1. Oral disintegrating tablets comprising: (A) granules containing mirogabalin basalate; and (B) drug-free granules containing crystalline cellulose or drug-free powder mixtures containing crystalline cellulose.

2. Oral disintegrating tablets pursuant to claim 1. in which the average particle size of mirogabalin basalate contained in (A) is 60 µm or less, and the amount of this is 0.5 to 10 wt% in the form of mirogabalin relative to 100 wt% of this oral disintegrating tablet.

3. Tablets Oral disintegrating tablets under claim 1 or 2, in which the bulk density of crystalline cellulose contained in (B) is 0.10 to 0.26 g / cm3, and the amount of this is 10 to 50 wt%. compared to 100 wt%. of this oral disintegrating tablet.
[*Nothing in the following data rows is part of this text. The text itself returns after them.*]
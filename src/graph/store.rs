//! GraphStore - Core graph container.
//!
//! The GraphStore keeps the topology in a petgraph `Graph` and maintains SoA
//! (Structure of Arrays) buffers for node positions. Node and edge indices
//! are insertion-ordered and stable: there are no removal operations, so the
//! index returned by `add_node`/`add_edge` identifies that node or edge for
//! the lifetime of the store.

use petgraph::Undirected;
use petgraph::graph::{EdgeIndex, Graph, NodeIndex};
use std::f64::consts::PI;

use crate::error::LayoutError;

/// Deterministic default placement for the i-th node: a phyllotaxis spiral
/// (`r = 10·√i`, golden-angle increments). Guarantees distinct positions
/// without any RNG, so repeated runs start from identical state.
fn spiral_position(i: usize) -> (f64, f64) {
    let i = i as f64;
    let r = 10.0 * i.sqrt();
    let theta = PI * (3.0 - 5.0_f64.sqrt()) * i;
    (r * theta.cos(), r * theta.sin())
}

/// The core graph container.
///
/// This struct manages:
/// - Graph topology via petgraph (undirected; self-loops and multi-edges allowed)
/// - Position buffers in SoA layout, one `f64` pair per node
pub struct GraphStore {
    graph: Graph<(), (), Undirected>,

    /// X positions (SoA layout).
    pos_x: Vec<f64>,

    /// Y positions (SoA layout).
    pos_y: Vec<f64>,
}

impl GraphStore {
    /// Create a new empty graph.
    pub fn new() -> Self {
        Self {
            graph: Graph::new_undirected(),
            pos_x: Vec::new(),
            pos_y: Vec::new(),
        }
    }

    /// Create a graph with pre-allocated capacity.
    pub fn with_capacity(node_capacity: usize, edge_capacity: usize) -> Self {
        Self {
            graph: Graph::with_capacity(node_capacity, edge_capacity),
            pos_x: Vec::with_capacity(node_capacity),
            pos_y: Vec::with_capacity(node_capacity),
        }
    }

    /// Add a node at its deterministic default position.
    ///
    /// Returns the node index; indices are 0-based and strictly increasing.
    pub fn add_node(&mut self) -> usize {
        let index = self.graph.add_node(()).index();
        let (x, y) = spiral_position(index);
        self.pos_x.push(x);
        self.pos_y.push(y);
        index
    }

    /// Add an edge between two existing nodes.
    ///
    /// Returns the edge index in insertion order. Fails with `InvalidIndex`
    /// when either endpoint is out of range, leaving the graph unchanged.
    pub fn add_edge(&mut self, u: usize, v: usize) -> Result<usize, LayoutError> {
        let n = self.node_count();
        LayoutError::check_index(u, n)?;
        LayoutError::check_index(v, n)?;
        let index = self
            .graph
            .add_edge(NodeIndex::new(u), NodeIndex::new(v), ());
        Ok(index.index())
    }

    /// Number of nodes.
    pub fn node_count(&self) -> usize {
        self.graph.node_count()
    }

    /// Number of edges.
    pub fn edge_count(&self) -> usize {
        self.graph.edge_count()
    }

    /// A node's X position.
    pub fn x(&self, i: usize) -> Result<f64, LayoutError> {
        LayoutError::check_index(i, self.pos_x.len())?;
        Ok(self.pos_x[i])
    }

    /// A node's Y position.
    pub fn y(&self, i: usize) -> Result<f64, LayoutError> {
        LayoutError::check_index(i, self.pos_y.len())?;
        Ok(self.pos_y[i])
    }

    /// Overwrite a node's X position.
    pub fn set_x(&mut self, i: usize, value: f64) -> Result<(), LayoutError> {
        LayoutError::check_index(i, self.pos_x.len())?;
        self.pos_x[i] = value;
        Ok(())
    }

    /// Overwrite a node's Y position.
    pub fn set_y(&mut self, i: usize, value: f64) -> Result<(), LayoutError> {
        LayoutError::check_index(i, self.pos_y.len())?;
        self.pos_y[i] = value;
        Ok(())
    }

    /// Endpoints of the e-th edge, in insertion order.
    pub fn edge_endpoints(&self, e: usize) -> Result<(usize, usize), LayoutError> {
        LayoutError::check_index(e, self.edge_count())?;
        let (u, v) = self
            .graph
            .edge_endpoints(EdgeIndex::new(e))
            .expect("edge index checked above");
        Ok((u.index(), v.index()))
    }

    /// Iterate `(source, target)` pairs in edge-insertion order.
    pub fn edges(&self) -> impl Iterator<Item = (usize, usize)> + '_ {
        self.graph.edge_indices().map(|e| {
            let (u, v) = self.graph.edge_endpoints(e).expect("edge exists");
            (u.index(), v.index())
        })
    }

    /// Number of edges incident to node `u` (self-loops count once).
    pub fn degree(&self, u: usize) -> usize {
        self.graph.edges(NodeIndex::new(u)).count()
    }

    /// X positions slice (for zero-copy export).
    pub fn positions_x(&self) -> &[f64] {
        &self.pos_x
    }

    /// Y positions slice (for zero-copy export).
    pub fn positions_y(&self) -> &[f64] {
        &self.pos_y
    }
}

impl Default for GraphStore {
    fn default() -> Self {
        Self::new()
    }
}

#[cfg(test)]
mod tests {
    use super::*;

    #[test]
    fn test_add_node_indices_increase() {
        let mut graph = GraphStore::new();
        assert_eq!(graph.add_node(), 0);
        assert_eq!(graph.add_node(), 1);
        assert_eq!(graph.add_node(), 2);
        assert_eq!(graph.node_count(), 3);
    }

    #[test]
    fn test_default_positions_distinct_and_deterministic() {
        let mut a = GraphStore::new();
        let mut b = GraphStore::new();
        for _ in 0..10 {
            a.add_node();
            b.add_node();
        }
        for i in 0..10 {
            assert_eq!(a.x(i).unwrap(), b.x(i).unwrap());
            assert_eq!(a.y(i).unwrap(), b.y(i).unwrap());
        }
        // First node sits at the origin, the rest spiral outward.
        assert_eq!(a.x(0).unwrap(), 0.0);
        for i in 1..10 {
            let r = (a.x(i).unwrap().powi(2) + a.y(i).unwrap().powi(2)).sqrt();
            assert!(r > 1.0);
        }
    }

    #[test]
    fn test_add_edge() {
        let mut graph = GraphStore::new();
        let a = graph.add_node();
        let b = graph.add_node();
        assert_eq!(graph.add_edge(a, b).unwrap(), 0);
        assert_eq!(graph.add_edge(b, a).unwrap(), 1);
        assert_eq!(graph.edge_count(), 2);
        assert_eq!(graph.edge_endpoints(0).unwrap(), (a, b));
    }

    #[test]
    fn test_add_edge_invalid_index_leaves_graph_unchanged() {
        let mut graph = GraphStore::new();
        graph.add_node();
        graph.add_node();
        graph.add_edge(0, 1).unwrap();

        let err = graph.add_edge(0, 2).unwrap_err();
        assert_eq!(err, LayoutError::InvalidIndex { index: 2, len: 2 });
        assert_eq!(graph.node_count(), 2);
        assert_eq!(graph.edge_count(), 1);
    }

    #[test]
    fn test_self_loop_and_multi_edge() {
        let mut graph = GraphStore::new();
        let a = graph.add_node();
        let b = graph.add_node();
        assert_eq!(graph.add_edge(a, a).unwrap(), 0);
        assert_eq!(graph.add_edge(a, b).unwrap(), 1);
        assert_eq!(graph.add_edge(a, b).unwrap(), 2);
        assert_eq!(graph.edge_count(), 3);
    }

    #[test]
    fn test_position_accessors_bound_checked() {
        let mut graph = GraphStore::new();
        graph.add_node();
        graph.set_x(0, 5.0).unwrap();
        graph.set_y(0, -3.0).unwrap();
        assert_eq!(graph.x(0).unwrap(), 5.0);
        assert_eq!(graph.y(0).unwrap(), -3.0);
        assert!(graph.x(1).is_err());
        assert!(graph.set_y(1, 0.0).is_err());
    }

    #[test]
    fn test_degree_counts_incident_edges() {
        let mut graph = GraphStore::new();
        let a = graph.add_node();
        let b = graph.add_node();
        let c = graph.add_node();
        graph.add_edge(a, b).unwrap();
        graph.add_edge(a, c).unwrap();
        assert_eq!(graph.degree(a), 2);
        assert_eq!(graph.degree(b), 1);
    }
}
4. Oral disintegrating tablets under one of claims 1 to 3, in which (A) is a granule containing mirogabalin basalate with additional low molecular weight cycloxypropyl cellulose.
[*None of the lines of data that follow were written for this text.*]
//! Time-stepped force integrator.
//!
//! The simulation owns an ordered list of forces and drives them over a graph
//! until the cooling schedule runs out. Termination is governed by an alpha
//! schedule rather than a displacement threshold: alpha decays geometrically
//! from `alpha_start` toward `alpha_target` and the loop stops once it drops
//! below `alpha_min`, which takes `iterations` ticks. The run is fully
//! deterministic: no RNG, single-threaded, forces applied in registration
//! order, so identical inputs produce bit-for-bit identical positions.

use log::debug;

use crate::error::LayoutError;
use crate::graph::GraphStore;
use crate::layout::Body;
use crate::layout::force::Force;

/// Lifecycle: forces are added while `Building`, `start` runs the integration
/// to completion and leaves the simulation `Done`. A finished simulation
/// cannot be started again; its forces hold graph-scoped snapshots.
#[derive(Clone, Copy, Debug, PartialEq, Eq)]
enum State {
    Building,
    Done,
}

pub struct Simulation {
    forces: Vec<Box<dyn Force>>,
    state: State,
    pub alpha_start: f64,
    pub alpha_min: f64,
    pub alpha_target: f64,
    pub velocity_decay: f64,
    pub iterations: usize,
}

impl Simulation {
    pub fn new() -> Self {
        Self {
            forces: Vec::new(),
            state: State::Building,
            alpha_start: 1.0,
            alpha_min: 0.001,
            alpha_target: 0.0,
            velocity_decay: 0.6,
            iterations: 300,
        }
    }

    /// Register a force. Forces are applied in registration order each tick.
    pub fn add(&mut self, force: Box<dyn Force>) {
        self.forces.push(force);
    }

    /// Number of registered forces.
    pub fn force_count(&self) -> usize {
        self.forces.len()
    }

    /// Run the integration to completion, mutating `graph` positions in
    /// place.
    ///
    /// Binds every force first (deferred `InvalidReference` validation), so a
    /// failed start leaves the graph untouched. Per tick: advance alpha,
    /// apply every force accumulating velocity deltas, then integrate with
    /// velocity decay and write positions back.
    pub fn start(&mut self, graph: &mut GraphStore) -> Result<(), LayoutError> {
        if self.state == State::Done {
            return Err(LayoutError::InvalidReference(
                "simulation already finished; create a new one and re-add forces".into(),
            ));
        }

        let bound = self
            .forces
            .iter()
            .map(|force| force.bind(graph))
            .collect::<Result<Vec<_>, _>>()?;

        let n = graph.node_count();
        let mut bodies: Vec<Body> = graph
            .positions_x()
            .iter()
            .zip(graph.positions_y())
            .map(|(&x, &y)| Body::new(x, y))
            .collect();

        let alpha_decay = 1.0 - self.alpha_min.powf(1.0 / self.iterations as f64);
        let mut alpha = self.alpha_start;
        let mut ticks = 0usize;
        while alpha >= self.alpha_min {
            alpha += (self.alpha_target - alpha) * alpha_decay;
            for force in &bound {
                force.apply(&mut bodies, alpha);
            }
            for body in bodies.iter_mut() {
                body.vx *= self.velocity_decay;
                body.x += body.vx;
                body.vy *= self.velocity_decay;
                body.y += body.vy;
            }
            ticks += 1;
        }

        for (i, body) in bodies.iter().enumerate() {
            graph.set_x(i, body.x)?;
            graph.set_y(i, body.y)?;
        }
        self.state = State::Done;
        debug!("simulation finished after {ticks} ticks over {n} nodes");
        Ok(())
    }
}

impl Default for Simulation {
    fn default() -> Self {
        Self::new()
    }
}

#[cfg(test)]
mod tests {
    use super::*;
    use crate::layout::force::{CenterForce, LinkForce, ManyBodyForce};

    fn cycle_graph(n: usize) -> GraphStore {
        let mut graph = GraphStore::new();
        for _ in 0..n {
            graph.add_node();
        }
        for i in 0..n {
            graph.add_edge(i, (i + 1) % n).unwrap();
        }
        graph
    }

    fn default_simulation(graph: &GraphStore) -> Simulation {
        let mut simulation = Simulation::new();
        simulation.add(Box::new(ManyBodyForce::new()));
        simulation.add(Box::new(LinkForce::from_graph(graph)));
        simulation.add(Box::new(CenterForce::new()));
        simulation
    }

    #[test]
    fn test_four_cycle_converges_symmetric() {
        let mut graph = cycle_graph(4);
        let mut simulation = default_simulation(&graph);
        simulation.start(&mut graph).unwrap();

        assert_eq!(graph.node_count(), 4);
        assert_eq!(graph.edge_count(), 4);

        let cx = (0..4).map(|i| graph.x(i).unwrap()).sum::<f64>() / 4.0;
        let cy = (0..4).map(|i| graph.y(i).unwrap()).sum::<f64>() / 4.0;
        let radii: Vec<f64> = (0..4)
            .map(|i| {
                let dx = graph.x(i).unwrap() - cx;
                let dy = graph.y(i).unwrap() - cy;
                (dx * dx + dy * dy).sqrt()
            })
            .collect();
        let mean = radii.iter().sum::<f64>() / 4.0;
        assert!(mean > 1.0, "layout collapsed: mean radius {mean}");
        for r in &radii {
            assert!(
                (r - mean).abs() / mean < 0.25,
                "asymmetric layout: radii {radii:?}"
            );
        }
        // Centering force pins the centroid at the origin.
        assert!(cx.abs() < 1e-6 && cy.abs() < 1e-6);
    }

    #[test]
    fn test_deterministic_repeat_runs() {
        let mut first = cycle_graph(6);
        let mut second = cycle_graph(6);
        let mut sim_a = default_simulation(&first);
        let mut sim_b = default_simulation(&second);
        sim_a.start(&mut first).unwrap();
        sim_b.start(&mut second).unwrap();

        for i in 0..6 {
            assert_eq!(first.x(i).unwrap(), second.x(i).unwrap());
            assert_eq!(first.y(i).unwrap(), second.y(i).unwrap());
        }
    }

    #[test]
    fn test_not_reusable_after_start() {
        let mut graph = cycle_graph(3);
        let mut simulation = default_simulation(&graph);
        simulation.start(&mut graph).unwrap();
        assert!(matches!(
            simulation.start(&mut graph),
            Err(LayoutError::InvalidReference(_))
        ));
    }

    #[test]
    fn test_failed_start_leaves_graph_untouched() {
        let big = cycle_graph(4);
        let mut small = cycle_graph(2);
        let before: Vec<(f64, f64)> = (0..2)
            .map(|i| (small.x(i).unwrap(), small.y(i).unwrap()))
            .collect();

        // Link force snapshotted from a larger graph: bind must fail and the
        // smaller graph must keep its positions.
        let mut simulation = Simulation::new();
        simulation.add(Box::new(LinkForce::from_graph(&big)));
        assert!(simulation.start(&mut small).is_err());
        for i in 0..2 {
            assert_eq!(small.x(i).unwrap(), before[i].0);
            assert_eq!(small.y(i).unwrap(), before[i].1);
        }
    }

    #[test]
    fn test_empty_graph_runs() {
        let mut graph = GraphStore::new();
        let mut simulation = Simulation::new();
        simulation.add(Box::new(CenterForce::new()));
        simulation.start(&mut graph).unwrap();
        assert_eq!(graph.node_count(), 0);
    }

    #[test]
    fn test_velocity_decay_converges() {
        // Two repelling nodes must come to rest at a finite distance.
        let mut graph = GraphStore::new();
        graph.add_node();
        graph.add_node();
        let mut simulation = Simulation::new();
        simulation.add(Box::new(ManyBodyForce::new()));
        simulation.start(&mut graph).unwrap();
        for i in 0..2 {
            assert!(graph.x(i).unwrap().is_finite());
            assert!(graph.y(i).unwrap().is_finite());
        }
        let dx = graph.x(1).unwrap() - graph.x(0).unwrap();
        let dy = graph.y(1).unwrap() - graph.y(0).unwrap();
        let dist = (dx * dx + dy * dy).sqrt();
        assert!(dist > 1.0 && dist < 1e4, "distance {dist}");
    }
}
5. Oral disintegrating tablets under claim 4,6. Oral disintegrating tablets under any of the claims 1 to 3, in which (A) is a granule containing bacilate with added citric acid hydrate and tocopherol.

7. Oral disintegrating tablets under claim 6, in which the amount of citric acid hydrate contained in (A) is 0.2 to 1.0 wt9% compared to 100 wt% of the oral disintegrating tablet.
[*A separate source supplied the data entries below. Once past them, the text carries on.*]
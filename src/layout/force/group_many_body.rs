//! Many-body repulsion restricted to clusters of a partition.
//!
//! Same law as the global many-body force, but pairs are only formed within
//! each cluster, so separate clusters do not repel each other.

use std::collections::BTreeMap;

use crate::error::LayoutError;
use crate::graph::GraphStore;
use crate::layout::Body;
use crate::layout::force::many_body::apply_pairwise_subset;
use crate::layout::force::{BoundForce, Force, check_assignments, group_indices};

/// Per-cluster many-body force. `assignments[node]` is the cluster id.
pub struct GroupManyBodyForce {
    pub strength: f64,
    assignments: Vec<usize>,
}

impl GroupManyBodyForce {
    pub fn new(assignments: Vec<usize>) -> Self {
        Self {
            strength: -30.0,
            assignments,
        }
    }
}

impl Force for GroupManyBodyForce {
    fn bind(&self, graph: &GraphStore) -> Result<Box<dyn BoundForce>, LayoutError> {
        check_assignments(&self.assignments, graph)?;
        Ok(Box::new(BoundGroupManyBody {
            groups: group_indices(&self.assignments),
            strength: vec![self.strength; graph.node_count()],
        }))
    }
}

struct BoundGroupManyBody {
    groups: BTreeMap<usize, Vec<usize>>,
    strength: Vec<f64>,
}

impl BoundForce for BoundGroupManyBody {
    fn apply(&self, bodies: &mut [Body], alpha: f64) {
        for members in self.groups.values() {
            apply_pairwise_subset(bodies, members, &self.strength, alpha);
        }
    }
}

#[cfg(test)]
mod tests {
    use super::*;

    #[test]
    fn test_repulsion_stays_within_cluster() {
        let mut graph = GraphStore::new();
        for _ in 0..4 {
            graph.add_node();
        }
        // Nodes 0,1 in cluster 0; nodes 2,3 in cluster 1.
        let force = GroupManyBodyForce::new(vec![0, 0, 1, 1]);
        let bound = force.bind(&graph).unwrap();

        let mut bodies = vec![
            Body::new(0.0, 0.0),
            Body::new(10.0, 0.0),
            Body::new(0.0, 100.0),
            Body::new(0.0, 100.0), // coincident with node 2, different cluster than 0/1
        ];
        bound.apply(&mut bodies, 1.0);

        // Within-cluster pair repels along x.
        assert!(bodies[0].vx < 0.0);
        assert!(bodies[1].vx > 0.0);
        // Cluster 0 receives nothing from cluster 1 despite proximity in y.
        assert_eq!(bodies[0].vy, 0.0);
        assert_eq!(bodies[1].vy, 0.0);
    }

    #[test]
    fn test_partition_length_validated_at_bind() {
        let mut graph = GraphStore::new();
        graph.add_node();
        graph.add_node();
        let force = GroupManyBodyForce::new(vec![0]);
        assert!(matches!(
            force.bind(&graph),
            Err(LayoutError::InvalidReference(_))
        ));
    }
}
8. Oral disintegrating tablet under claim 3, in which (A) is a granule containing mirogabalin bacilate with added D-mennitol and carmellose.

9. Oral disintegrating tablet under any one of claims 6 through 8, in which (A) is a granule containing mirogabalin bacilate with added hydroxypropyl cellulose.

10. Oral disintegrating tablet under claim 9,11. An oral disintegrating tablet under one of the claims 6 through 10, where(B) is a drug-free granule containing additional D-mannitol and pregelatinized starch.

12. An oral disintegrating tablet under claim 11, where the amount of D-mannitol contained in (B) is 20 through 55 wt%, compared to 100 wt% of the oral disintegrating tablet, and the amount of pregelatinized starch contained in (B) is 1.0 through 10 wt%, compared to 100 wt% of the oral disintegrating tablet.

13. Oral disintegrating tablets under claim 4 or 5, which (3) is a drug-free mixed powder containing additional carmellose and acesulfame potassium; 14. Oral disintegrating tablets under claim 13, in which the amount of carmellose contained in (B) is 2.0 to 20 wt%. relative to 100 wt% of this oral disintegrating tablet, and the amount of acesulfame potassium contained in (B) is 1.0 to 5.0 wt%. relative to 100 wt% of this oral disintegrating tablet; 15. Method for manufacturing oral disintegrating tablets, which consists of: a mixing procedure of mirogabalin becilate, D-mannitol,And citric acid hydrate and spray solution of low molecular weight hydroxypropyl cellulose binder, to produce granules; the mixing step of granule A, crystalline cellulose, carmellose, and acesulfame potassium, then adding magnesium stearate to this powder mixture, followed by mixing, to form a mixture for tablet making: and the tablet forming step using a tablet press, a method for the production of oral disintegrating tablets, which consists of: the mixing step of tocopherol and crystalline cellulose to obtain tocopherol powder; the mixing step of... Rogabalin becilate, D-mannitol, carmellose, citric acid hydrate, tocopherol powder, and magnesium aluminometasilicate are sprayed with a solution of hydroxypropyl cellulose binder to produce granules; the mixing of D-mannitol and crystalline cellulose and spraying of a pregelatinized starch dispersant are performed to produce granules; the mixing of these two granules, crospovidone, and acesulfame potassium are followed by the addition of magnesium stearate to form a tablet-forming mixture; and the tablet-forming process is carried out using a tablet press.